Among key clinical recommendations, the report suggested:

  • strengthening targeted programmes for chronic disease prevention;
  • culturally competent and targeted health promotion to prevent chronic diseases and multiple long-term conditions;
  • targeting the health check programme to improve identification and management of [multiple long-term conditions] in BAME groups; and
  • targeted messaging on smoking, obesity and improving management of common conditions including hypertension and diabetes.

The report concluded that coronavirus recovery strategies must ‘actively reduce inequalities caused by the wider determinants of health to create long term sustainable change’.

It said: ‘Fully funded, sustained and meaningful approaches to tackling ethnic inequalities must be prioritised.’

In a letter accompanying the report, PHE chief executive Duncan Selbie said that it ‘confirms that the impact of Covid-19 has replicated existing health inequalities, and in some cases, increased them’.

He added that the insights ‘make for humbling reading’ and that ‘tangible actions’ must be delivered ‘at scale and pace’ to address the ‘underlying factors of inequality’.

It comes as the BMA called for GPs to have ‘urgent’ access to occupational health services to support Covid-19 risk assessments in practices earlier this month.

Last week, practices were told that they should ensure they risk-assess BAME staff in order ‘to consider if they should see patients face to face’.

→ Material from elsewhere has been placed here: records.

use ndarray::{Array1, Array2, Axis};
use serde::{Deserialize, Serialize};

/// Per-feature standardization to zero mean / unit variance, with the
/// statistics computed once over the training set. The same flattened pixel
/// order must be used at fit and at transform time.
#[derive(Debug, Clone, Serialize, Deserialize)]
pub struct StandardScaler {
    mean: Array1<f64>,
    std: Array1<f64>,
}

impl StandardScaler {
    /// Compute per-column mean and (population) standard deviation.
    /// `None` when the matrix has no rows. Zero-variance columns get a
    /// divisor of 1.0 so constant features pass through centered.
    pub fn fit(x: &Array2<f64>) -> Option<Self> {
        let mean = x.mean_axis(Axis(0))?;
        let std = x
            .std_axis(Axis(0), 0.0)
            .mapv(|s| if s == 0.0 { 1.0 } else { s });
        Some(Self { mean, std })
    }

    /// Standardize a single feature vector.
    pub fn transform(&self, x: &Array1<f64>) -> Array1<f64> {
        (x - &self.mean) / &self.std
    }

    /// Standardize a whole sample matrix (rows are samples).
    pub fn transform_all(&self, x: &Array2<f64>) -> Array2<f64> {
        (x - &self.mean) / &self.std
    }
}

#[cfg(test)]
mod tests {
    use super::*;
    use ndarray::array;

    #[test]
    fn transformed_columns_have_zero_mean_unit_std() {
        let x = array![[1.0, 10.0], [2.0, 20.0], [3.0, 30.0], [4.0, 40.0]];
        let scaler = StandardScaler::fit(&x).unwrap();
        let scaled = scaler.transform_all(&x);

        for col in scaled.columns() {
            let mean = col.mean().unwrap();
            let std = col.std(0.0);
            assert!(mean.abs() < 1e-12, "mean was {mean}");
            assert!((std - 1.0).abs() < 1e-12, "std was {std}");
        }
    }

    #[test]
    fn single_vector_matches_matrix_transform() {
        let x = array![[0.0, 1.0], [2.0, 3.0], [4.0, 5.0]];
        let scaler = StandardScaler::fit(&x).unwrap();
        let whole = scaler.transform_all(&x);
        let row = scaler.transform(&x.row(1).to_owned());
        assert_eq!(row, whole.row(1).to_owned());
    }

    #[test]
    fn constant_column_is_centered_not_divided() {
        let x = array![[5.0, 1.0], [5.0, 3.0]];
        let scaler = StandardScaler::fit(&x).unwrap();
        let scaled = scaler.transform(&array![5.0, 2.0]);
        assert_eq!(scaled[0], 0.0);
    }

    #[test]
    fn empty_matrix_does_not_fit() {
        let x = Array2::<f64>::zeros((0, 4));
        assert!(StandardScaler::fit(&x).is_none());
    }
}
pub mod artifacts;
pub mod classifier;
pub mod dataset;
pub mod encoder;
pub mod error;
pub mod handlers;
pub mod models;
pub mod preprocess;
pub mod scaler;
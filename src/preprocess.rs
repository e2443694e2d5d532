use image::imageops::FilterType;
use ndarray::Array1;

use crate::dataset::{IMAGE_SIDE, N_FEATURES};
use crate::error::PredictError;

/// Turn an uploaded image into the raw feature vector the model was trained
/// on: decode, grayscale, resize to 28x28 with triangle interpolation, scale
/// intensities to `[0, 1]`, flatten row-major. The output length is always
/// `N_FEATURES` whatever the upload's dimensions or channel count.
pub fn image_to_features(bytes: &[u8]) -> Result<Array1<f64>, PredictError> {
    let decoded = image::load_from_memory(bytes)?;
    let gray = image::imageops::resize(
        &decoded.to_luma8(),
        IMAGE_SIDE,
        IMAGE_SIDE,
        FilterType::Triangle,
    );

    let mut features = Array1::zeros(N_FEATURES);
    for (i, pixel) in gray.pixels().enumerate() {
        features[i] = f64::from(pixel.0[0]) / 255.0;
    }
    Ok(features)
}
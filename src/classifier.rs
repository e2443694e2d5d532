use ndarray::{Array1, Array2, ArrayView1};
use rand::rngs::StdRng;
use rand::seq::SliceRandom;
use rand::SeedableRng;
use serde::{Deserialize, Serialize};

use crate::error::PredictError;

/// Training hyperparameters. The seed drives the per-epoch shuffle, so two
/// fits over the same data produce identical weights.
#[derive(Debug, Clone, Serialize, Deserialize)]
pub struct SgdConfig {
    /// L2 regularization strength.
    pub alpha: f64,
    /// Base learning rate for the decaying schedule.
    pub eta0: f64,
    /// Full passes over the training set.
    pub epochs: usize,
    pub seed: u64,
}

impl Default for SgdConfig {
    fn default() -> Self {
        Self {
            alpha: 1e-4,
            eta0: 0.1,
            epochs: 50,
            seed: 42,
        }
    }
}

/// One-vs-rest linear classifier trained with stochastic gradient descent on
/// the hinge loss. One weight row and intercept per class; prediction is the
/// argmax of the per-class decision values.
#[derive(Debug, Clone, Serialize, Deserialize)]
pub struct SgdClassifier {
    weights: Array2<f64>,
    intercepts: Array1<f64>,
    config: SgdConfig,
}

impl SgdClassifier {
    /// Fit on standardized features `x` (rows are samples) and encoded
    /// labels `y` in `0..n_classes`.
    pub fn fit(x: &Array2<f64>, y: &[usize], n_classes: usize, config: &SgdConfig) -> Self {
        let n_features = x.ncols();
        let mut weights = Array2::zeros((n_classes, n_features));
        let mut intercepts = Array1::zeros(n_classes);

        let mut rng = StdRng::seed_from_u64(config.seed);
        let mut order: Vec<usize> = (0..x.nrows()).collect();
        let mut t = 0.0_f64;

        for _ in 0..config.epochs {
            order.shuffle(&mut rng);
            for &i in &order {
                let xi = x.row(i);
                let eta = config.eta0 / (1.0 + config.alpha * config.eta0 * t);
                for k in 0..n_classes {
                    let target = if y[i] == k { 1.0 } else { -1.0 };
                    let margin = weights.row(k).dot(&xi) + intercepts[k];
                    let mut wk = weights.row_mut(k);
                    wk *= 1.0 - eta * config.alpha;
                    if target * margin < 1.0 {
                        wk.scaled_add(eta * target, &xi);
                        intercepts[k] += eta * target;
                    }
                }
                t += 1.0;
            }
        }

        Self {
            weights,
            intercepts,
            config: config.clone(),
        }
    }

    /// Per-class decision values `W x + b`.
    fn decision_function(&self, x: ArrayView1<f64>) -> Array1<f64> {
        self.weights.dot(&x) + &self.intercepts
    }

    /// Predict the encoded class for one standardized feature vector.
    pub fn predict(&self, x: ArrayView1<f64>) -> Result<usize, PredictError> {
        if x.len() != self.weights.ncols() {
            return Err(PredictError::Model(format!(
                "feature vector has {} values, model expects {}",
                x.len(),
                self.weights.ncols()
            )));
        }
        let scores = self.decision_function(x);
        scores
            .iter()
            .enumerate()
            .max_by(|(_, a), (_, b)| a.total_cmp(b))
            .map(|(k, _)| k)
            .ok_or_else(|| PredictError::Model("model has no classes".into()))
    }

    pub fn n_classes(&self) -> usize {
        self.weights.nrows()
    }
}

#[cfg(test)]
mod tests {
    use super::*;
    use ndarray::array;

    /// Three well-separated clusters in 2-D, four points each.
    fn clusters() -> (Array2<f64>, Vec<usize>) {
        let x = array![
            [5.0, 0.1],
            [4.8, -0.2],
            [5.2, 0.0],
            [5.1, 0.3],
            [-5.0, 0.2],
            [-4.9, -0.1],
            [-5.1, 0.0],
            [-5.2, 0.2],
            [0.1, 5.0],
            [-0.2, 5.1],
            [0.0, 4.9],
            [0.3, 5.2],
        ];
        let y = vec![0, 0, 0, 0, 1, 1, 1, 1, 2, 2, 2, 2];
        (x, y)
    }

    #[test]
    fn separable_clusters_are_classified_correctly() {
        let (x, y) = clusters();
        let model = SgdClassifier::fit(&x, &y, 3, &SgdConfig::default());
        for (i, &label) in y.iter().enumerate() {
            assert_eq!(model.predict(x.row(i)).unwrap(), label, "sample {i}");
        }
    }

    #[test]
    fn same_seed_gives_identical_models() {
        let (x, y) = clusters();
        let config = SgdConfig::default();
        let a = SgdClassifier::fit(&x, &y, 3, &config);
        let b = SgdClassifier::fit(&x, &y, 3, &config);
        assert_eq!(a.weights, b.weights);
        assert_eq!(a.intercepts, b.intercepts);
    }

    #[test]
    fn wrong_dimensionality_is_a_model_error() {
        let (x, y) = clusters();
        let model = SgdClassifier::fit(&x, &y, 3, &SgdConfig::default());
        let bad = array![1.0, 2.0, 3.0];
        assert!(model.predict(bad.view()).is_err());
    }

    #[test]
    fn single_class_always_predicts_it() {
        let x = array![[1.0, 2.0], [3.0, 4.0]];
        let model = SgdClassifier::fit(&x, &[0, 0], 1, &SgdConfig::default());
        assert_eq!(model.predict(array![0.0, 0.0].view()).unwrap(), 0);
    }
}
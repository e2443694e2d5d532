use std::path::Path;

use actix_cors::Cors;
use actix_web::{web, App, HttpServer};
use anyhow::Context;

use hahu_classifier::artifacts::Artifacts;
use hahu_classifier::classifier::SgdConfig;
use hahu_classifier::{dataset, handlers};

const DATASET_PATH: &str = "data/hahu_dataset.csv";
const BIND_ADDR: &str = "0.0.0.0:5000";
const ALLOWED_ORIGINS: [&str; 2] = [
    "http://localhost:3000",
    "https://amharic-chars-classif.vercel.app",
];

#[actix_web::main]
async fn main() -> anyhow::Result<()> {
    env_logger::init();

    // Train on every start; the persisted files are snapshots only and are
    // never read back. Any failure here aborts before the server binds.
    let dataset =
        dataset::load_csv(Path::new(DATASET_PATH)).context("loading training dataset")?;
    let artifacts = Artifacts::train(&dataset, &SgdConfig::default())?;
    artifacts
        .persist(Path::new("."))
        .context("persisting fitted artifacts")?;

    log::info!("serving at http://{BIND_ADDR}");

    let artifacts = web::Data::new(artifacts);
    HttpServer::new(move || {
        let mut cors = Cors::default()
            .allowed_methods(vec!["POST"])
            .allow_any_header();
        for origin in ALLOWED_ORIGINS {
            cors = cors.allowed_origin(origin);
        }

        App::new()
            .wrap(cors)
            .app_data(artifacts.clone())
            .service(web::resource("/predict").route(web::post().to(handlers::predict)))
    })
    .bind(BIND_ADDR)?
    .run()
    .await?;

    Ok(())
}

NHS England released updated guidance on how employers can assess the risk to BAME workers from Covid-19 last month but stopped short of endorsing a specific scoring tool.

PHE’s seven main recommendations in full

  1. Mandate comprehensive and quality ethnicity data collection and recording as part of routine NHS and social care data collection systems, including the mandatory collection of ethnicity data at death certification, and ensure that data are readily available to local health and care partners to inform actions to mitigate the impact of COVID-19 on BAME communities.
  2. Support community participatory research, in which researchers and community stakeholders engage as equal partners in all steps of the research process, to understand the social, cultural, structural, economic, religious, and commercial determinants of COVID-19 in BAME communities, and to develop readily implementable and scalable programmes to reduce risk and improve health outcomes.
  3. Improve access, experiences and outcomes of NHS, local government and integrated care systems commissioned services by BAME communities including: regular equity audits; use of health impact assessments; integration of equality into quality systems; good representation of black and minority ethnic communities among staff at all levels; sustained workforce development and employment practices; trust-building dialogue with service users.
  4. Accelerate the development of culturally competent occupational risk assessment tools that can be employed in a variety of occupational settings and used to reduce the risk of employee’s exposure to and acquisition of COVID-19, especially for key workers working with a large cross section of the general public or in contact with those infected with COVID-19.
  5. Fund, develop and implement culturally competent COVID-19 education and prevention campaigns, working in partnership with local BAME and faith communities to reinforce individual and household risk reduction strategies; rebuild trust with and uptake of routine clinical services; reinforce messages on early identification, testing and diagnosis; and prepare communities to take full advantage of interventions including contact tracing, antibody testing and ultimately vaccine availability.
  6. Accelerate efforts to target culturally competent health promotion and disease prevention programmes for non-communicable diseases promoting healthy weight, physical activity, smoking cessation, mental wellbeing and effective management of chronic conditions including diabetes, hypertension and asthma.
  7. Ensure that COVID-19 recovery strategies actively reduce inequalities caused by the wider determinants of health to create long term sustainable change. Fully funded, sustained and meaningful approaches to tackling ethnic inequalities must be prioritised.